▶ **WHAT YOU HAVE TO DO**
Repeat the data exactly, please.

▶ **SUPPLIED RECORDS**

----------------

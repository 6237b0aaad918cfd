//! Persistence layer. A single writer task owns the rusqlite connection and
//! drains commands off a bounded channel -- it is the only code in the
//! process that ever calls a mutating statement. Cold-path reads (HTTP GETs,
//! startup recovery) lock the shared connection directly instead of
//! round-tripping through the writer, the same split the teacher's db module
//! uses.

use std::path::Path;
use std::sync::{Arc, Mutex};

use rusqlite::Connection;
use tokio::sync::{mpsc, oneshot};

use crate::errors::{AppError, AppResult};
use crate::events::BotEvent;

pub type DbPool = Arc<Mutex<Connection>>;

pub fn init_db(data_dir: &Path) -> AppResult<DbPool> {
    std::fs::create_dir_all(data_dir)?;
    let db_path = data_dir.join("bots.db");
    let conn = Connection::open(&db_path)?;

    conn.execute_batch("PRAGMA journal_mode=WAL; PRAGMA synchronous=NORMAL; PRAGMA cache_size=-64000; PRAGMA foreign_keys=ON;")?;

    let schema = include_str!("../migrations/001_init.sql");
    conn.execute_batch(schema)?;

    tracing::info!(path = %db_path.display(), "database initialized");
    Ok(Arc::new(Mutex::new(conn)))
}

fn init_in_memory() -> AppResult<DbPool> {
    let conn = Connection::open_in_memory()?;
    conn.execute_batch("PRAGMA foreign_keys=ON;")?;
    conn.execute_batch(include_str!("../migrations/001_init.sql"))?;
    Ok(Arc::new(Mutex::new(conn)))
}

#[derive(Debug)]
pub enum DbCommand {
    InsertBot { bot_id: String, user_id: String, name: String, strategy_mode: String, config_json: String },
    SetBotRunning { bot_id: String, running: bool },
    SetBotLastError { bot_id: String, error: Option<String> },
    UpdateEmergencyStopState { bot_id: String, state_blob: String },
    UpsertPosition { position: crate::executor::TrackedPosition },
    InsertTradeLog { bot_id: String, position_id: Option<String>, kind: String, detail_json: String },
    ListRunningBotIds { reply: oneshot::Sender<AppResult<Vec<String>>> },
    UpdateBotConfig { bot_id: String, name: String, strategy_mode: String, config_json: String },
    DeleteBot { bot_id: String },
    InsertPreset { preset_id: String, user_id: Option<String>, name: String, description: String, config_json: String },
    UpdatePositionCheckpoint { position_id: String, current_price_per_token: f64, unrealized_pnl_lamports: i64 },
}

/// Dedicated DB writer task -- the only task that touches the connection for
/// mutations. Read commands still flow through here when the caller needs a
/// result back (e.g. startup recovery); simple cold reads go straight to
/// `DbHandle`'s direct-lock helpers instead.
pub async fn run_db_writer(db: DbPool, mut rx: mpsc::Receiver<DbCommand>) {
    tracing::info!("db writer task started");
    while let Some(cmd) = rx.recv().await {
        if let Err(err) = execute_command(&db, cmd) {
            tracing::error!(error = %err, "db write failed");
        }
    }
    tracing::info!("db writer task shutting down");
}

----------------

▶ **SOLUTION TO THIS TASK**
repository 6237b0aaad918cfd
//! Persistence layer. A single writer task owns the rusqlite connection and
//! drains commands off a bounded channel -- it is the only code in the
//! process that ever calls a mutating statement. Cold-path reads (HTTP GETs,
//! startup recovery) lock the shared connection directly instead of
//! round-tripping through the writer, the same split the teacher's db module
//! uses.

use std::path::Path;
use std::sync::{Arc, Mutex};

use rusqlite::Connection;
use tokio::sync::{mpsc, oneshot};

use crate::errors::{AppError, AppResult};
use crate::events::BotEvent;

pub type DbPool = Arc<Mutex<Connection>>;

pub fn init_db(data_dir: &Path) -> AppResult<DbPool> {
    std::fs::create_dir_all(data_dir)?;
    let db_path = data_dir.join("bots.db");
    let conn = Connection::open(&db_path)?;

    conn.execute_batch("PRAGMA journal_mode=WAL; PRAGMA synchronous=NORMAL; PRAGMA cache_size=-64000; PRAGMA foreign_keys=ON;")?;

    let schema = include_str!("../migrations/001_init.sql");
    conn.execute_batch(schema)?;

    tracing::info!(path = %db_path.display(), "database initialized");
    Ok(Arc::new(Mutex::new(conn)))
}

fn init_in_memory() -> AppResult<DbPool> {
    let conn = Connection::open_in_memory()?;
    conn.execute_batch("PRAGMA foreign_keys=ON;")?;
    conn.execute_batch(include_str!("../migrations/001_init.sql"))?;
    Ok(Arc::new(Mutex::new(conn)))
}

#[derive(Debug)]
pub enum DbCommand {
    InsertBot { bot_id: String, user_id: String, name: String, strategy_mode: String, config_json: String },
    SetBotRunning { bot_id: String, running: bool },
    SetBotLastError { bot_id: String, error: Option<String> },
    UpdateEmergencyStopState { bot_id: String, state_blob: String },
    UpsertPosition { position: crate::executor::TrackedPosition },
    InsertTradeLog { bot_id: String, position_id: Option<String>, kind: String, detail_json: String },
    ListRunningBotIds { reply: oneshot::Sender<AppResult<Vec<String>>> },
    UpdateBotConfig { bot_id: String, name: String, strategy_mode: String, config_json: String },
    DeleteBot { bot_id: String },
    InsertPreset { preset_id: String, user_id: Option<String>, name: String, description: String, config_json: String },
    UpdatePositionCheckpoint { position_id: String, current_price_per_token: f64, unrealized_pnl_lamports: i64 },
}

/// Dedicated DB writer task -- the only task that touches the connection for
/// mutations. Read commands still flow through here when the caller needs a
/// result back (e.g. startup recovery); simple cold reads go straight to
/// `DbHandle`'s direct-lock helpers instead.
pub async fn run_db_writer(db: DbPool, mut rx: mpsc::Receiver<DbCommand>) {
    tracing::info!("db writer task started");
    while let Some(cmd) = rx.recv().await {
        if let Err(err) = execute_command(&db, cmd) {
            tracing::error!(error = %err, "db write failed");
        }
    }
    tracing::info!("db writer task shutting down");
}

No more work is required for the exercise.